| Task prompt |
From the data below, retype exactly the lines starting with the one that contains "let form = read_form(multipart).await?;" and ending with the one that contains "let content = normalize(&structured);", both included.

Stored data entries

************

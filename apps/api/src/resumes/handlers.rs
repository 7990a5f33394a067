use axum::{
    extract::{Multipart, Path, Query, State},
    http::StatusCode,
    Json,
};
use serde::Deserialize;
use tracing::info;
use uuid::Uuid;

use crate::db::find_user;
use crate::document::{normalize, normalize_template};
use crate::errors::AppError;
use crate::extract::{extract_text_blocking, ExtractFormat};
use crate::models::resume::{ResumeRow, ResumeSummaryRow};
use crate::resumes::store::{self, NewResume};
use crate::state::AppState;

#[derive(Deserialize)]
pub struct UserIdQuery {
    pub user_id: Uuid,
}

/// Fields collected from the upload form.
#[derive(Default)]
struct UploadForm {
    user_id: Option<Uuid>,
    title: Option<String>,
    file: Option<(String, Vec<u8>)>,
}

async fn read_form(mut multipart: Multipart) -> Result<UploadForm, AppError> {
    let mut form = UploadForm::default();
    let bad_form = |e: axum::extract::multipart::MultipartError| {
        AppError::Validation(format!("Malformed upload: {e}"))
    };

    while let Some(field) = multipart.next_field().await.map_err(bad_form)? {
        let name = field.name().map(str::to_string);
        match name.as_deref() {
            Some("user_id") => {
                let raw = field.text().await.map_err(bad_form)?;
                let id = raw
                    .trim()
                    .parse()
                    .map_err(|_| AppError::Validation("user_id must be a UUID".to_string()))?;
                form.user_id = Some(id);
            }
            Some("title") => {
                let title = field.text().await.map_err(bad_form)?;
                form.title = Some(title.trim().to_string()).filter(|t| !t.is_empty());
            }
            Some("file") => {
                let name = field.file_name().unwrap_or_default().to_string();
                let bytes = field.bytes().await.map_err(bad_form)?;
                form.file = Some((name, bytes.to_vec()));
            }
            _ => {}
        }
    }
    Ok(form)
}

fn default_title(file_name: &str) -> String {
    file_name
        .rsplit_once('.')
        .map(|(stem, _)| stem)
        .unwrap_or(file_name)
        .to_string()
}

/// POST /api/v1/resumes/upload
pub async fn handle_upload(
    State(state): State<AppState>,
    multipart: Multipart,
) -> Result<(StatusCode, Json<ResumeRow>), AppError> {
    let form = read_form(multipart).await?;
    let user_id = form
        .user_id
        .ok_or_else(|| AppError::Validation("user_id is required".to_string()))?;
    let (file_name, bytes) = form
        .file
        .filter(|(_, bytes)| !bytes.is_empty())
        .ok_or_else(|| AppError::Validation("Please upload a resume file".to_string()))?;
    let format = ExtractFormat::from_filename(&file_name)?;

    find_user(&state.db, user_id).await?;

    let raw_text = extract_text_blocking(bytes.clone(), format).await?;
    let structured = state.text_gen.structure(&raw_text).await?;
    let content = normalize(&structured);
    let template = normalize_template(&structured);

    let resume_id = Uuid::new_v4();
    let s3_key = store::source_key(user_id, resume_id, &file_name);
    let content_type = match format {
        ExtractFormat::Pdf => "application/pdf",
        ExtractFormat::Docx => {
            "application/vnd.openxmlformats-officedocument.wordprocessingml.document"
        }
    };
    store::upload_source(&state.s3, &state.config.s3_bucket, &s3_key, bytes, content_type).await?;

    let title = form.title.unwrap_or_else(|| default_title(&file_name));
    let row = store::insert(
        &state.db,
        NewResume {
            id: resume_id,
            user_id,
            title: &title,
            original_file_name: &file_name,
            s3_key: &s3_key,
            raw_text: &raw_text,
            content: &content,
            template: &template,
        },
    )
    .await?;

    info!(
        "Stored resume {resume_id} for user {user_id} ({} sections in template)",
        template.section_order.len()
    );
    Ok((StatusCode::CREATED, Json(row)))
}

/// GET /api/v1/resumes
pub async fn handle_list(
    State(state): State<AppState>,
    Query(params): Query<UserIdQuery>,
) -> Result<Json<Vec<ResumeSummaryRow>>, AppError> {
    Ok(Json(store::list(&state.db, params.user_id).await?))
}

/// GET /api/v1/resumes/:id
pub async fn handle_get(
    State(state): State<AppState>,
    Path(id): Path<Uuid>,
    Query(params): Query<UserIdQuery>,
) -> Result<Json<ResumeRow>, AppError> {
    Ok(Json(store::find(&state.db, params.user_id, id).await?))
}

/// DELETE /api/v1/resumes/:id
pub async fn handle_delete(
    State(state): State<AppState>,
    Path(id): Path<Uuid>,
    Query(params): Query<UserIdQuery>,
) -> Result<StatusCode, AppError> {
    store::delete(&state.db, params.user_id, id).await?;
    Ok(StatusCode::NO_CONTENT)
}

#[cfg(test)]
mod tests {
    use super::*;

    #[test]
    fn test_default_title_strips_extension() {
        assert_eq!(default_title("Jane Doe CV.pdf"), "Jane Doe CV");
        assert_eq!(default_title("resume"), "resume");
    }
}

************

| Output for this task |
    let form = read_form(multipart).await?;
    let user_id = form
        .user_id
        .ok_or_else(|| AppError::Validation("user_id is required".to_string()))?;
    let (file_name, bytes) = form
        .file
        .filter(|(_, bytes)| !bytes.is_empty())
        .ok_or_else(|| AppError::Validation("Please upload a resume file".to_string()))?;
    let format = ExtractFormat::from_filename(&file_name)?;

    find_user(&state.db, user_id).await?;

    let raw_text = extract_text_blocking(bytes.clone(), format).await?;
    let structured = state.text_gen.structure(&raw_text).await?;
    let content = normalize(&structured);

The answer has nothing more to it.